### [Task brief]
Reproduce all entries word for word.

### [Provided data]

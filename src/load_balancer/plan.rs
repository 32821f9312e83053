//! Query plans.

use std::iter::FusedIterator;
use std::sync::Arc;

use crate::cluster::Host;
use crate::observability::metrics;

/// Ordered hosts to try for one query.
///
/// Built from a membership snapshot taken when the plan was requested. Liveness
/// is re-checked as each host is yielded, so a host that went down after the
/// snapshot is skipped. A plan is consumed once and cannot be restarted.
#[derive(Debug)]
pub struct QueryPlan {
    hosts: std::vec::IntoIter<Arc<Host>>,
}

impl QueryPlan {
    /// Plan over `hosts` in the given order.
    pub fn new(hosts: Vec<Arc<Host>>) -> Self {
        Self {
            hosts: hosts.into_iter(),
        }
    }

    /// A plan with no candidates.
    pub fn empty() -> Self {
        Self::new(Vec::new())
    }

    /// Plan over `hosts` rotated to begin at `start`.
    pub fn rotated(mut hosts: Vec<Arc<Host>>, start: usize) -> Self {
        if !hosts.is_empty() {
            let len = hosts.len();
            hosts.rotate_left(start % len);
        }
        Self::new(hosts)
    }

    /// Append another plan's remaining hosts after this one's.
    pub fn chain(self, other: QueryPlan) -> Self {
        let mut hosts: Vec<Arc<Host>> = self.hosts.collect();
        hosts.extend(other.hosts);
        Self::new(hosts)
    }
}

impl Iterator for QueryPlan {
    type Item = Arc<Host>;

    fn next(&mut self) -> Option<Self::Item> {
        for host in self.hosts.by_ref() {
            if host.is_considerably_up() {
                return Some(host);
            }
            tracing::trace!(host = %host, "Skipping host that is not considerably up");
            metrics::record_host_skipped();
        }
        None
    }

    fn size_hint(&self) -> (usize, Option<usize>) {
        (0, Some(self.hosts.len()))
    }
}

impl FusedIterator for QueryPlan {}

### [Output below]
filename src/load_balancer/plan.rs
repository 32821f9312e83053
//! Query plans.

use std::iter::FusedIterator;
use std::sync::Arc;

use crate::cluster::Host;
use crate::observability::metrics;

/// Ordered hosts to try for one query.
///
/// Built from a membership snapshot taken when the plan was requested. Liveness
/// is re-checked as each host is yielded, so a host that went down after the
/// snapshot is skipped. A plan is consumed once and cannot be restarted.
#[derive(Debug)]
pub struct QueryPlan {
    hosts: std::vec::IntoIter<Arc<Host>>,
}

impl QueryPlan {
    /// Plan over `hosts` in the given order.
    pub fn new(hosts: Vec<Arc<Host>>) -> Self {
        Self {
            hosts: hosts.into_iter(),
        }
    }

    /// A plan with no candidates.
    pub fn empty() -> Self {
        Self::new(Vec::new())
    }

    /// Plan over `hosts` rotated to begin at `start`.
    pub fn rotated(mut hosts: Vec<Arc<Host>>, start: usize) -> Self {
        if !hosts.is_empty() {
            let len = hosts.len();
            hosts.rotate_left(start % len);
        }
        Self::new(hosts)
    }

    /// Append another plan's remaining hosts after this one's.
    pub fn chain(self, other: QueryPlan) -> Self {
        let mut hosts: Vec<Arc<Host>> = self.hosts.collect();
        hosts.extend(other.hosts);
        Self::new(hosts)
    }
}

impl Iterator for QueryPlan {
    type Item = Arc<Host>;

    fn next(&mut self) -> Option<Self::Item> {
        for host in self.hosts.by_ref() {
            if host.is_considerably_up() {
                return Some(host);
            }
            tracing::trace!(host = %host, "Skipping host that is not considerably up");
            metrics::record_host_skipped();
        }
        None
    }

    fn size_hint(&self) -> (usize, Option<usize>) {
        (0, Some(self.hosts.len()))
    }
}

impl FusedIterator for QueryPlan {}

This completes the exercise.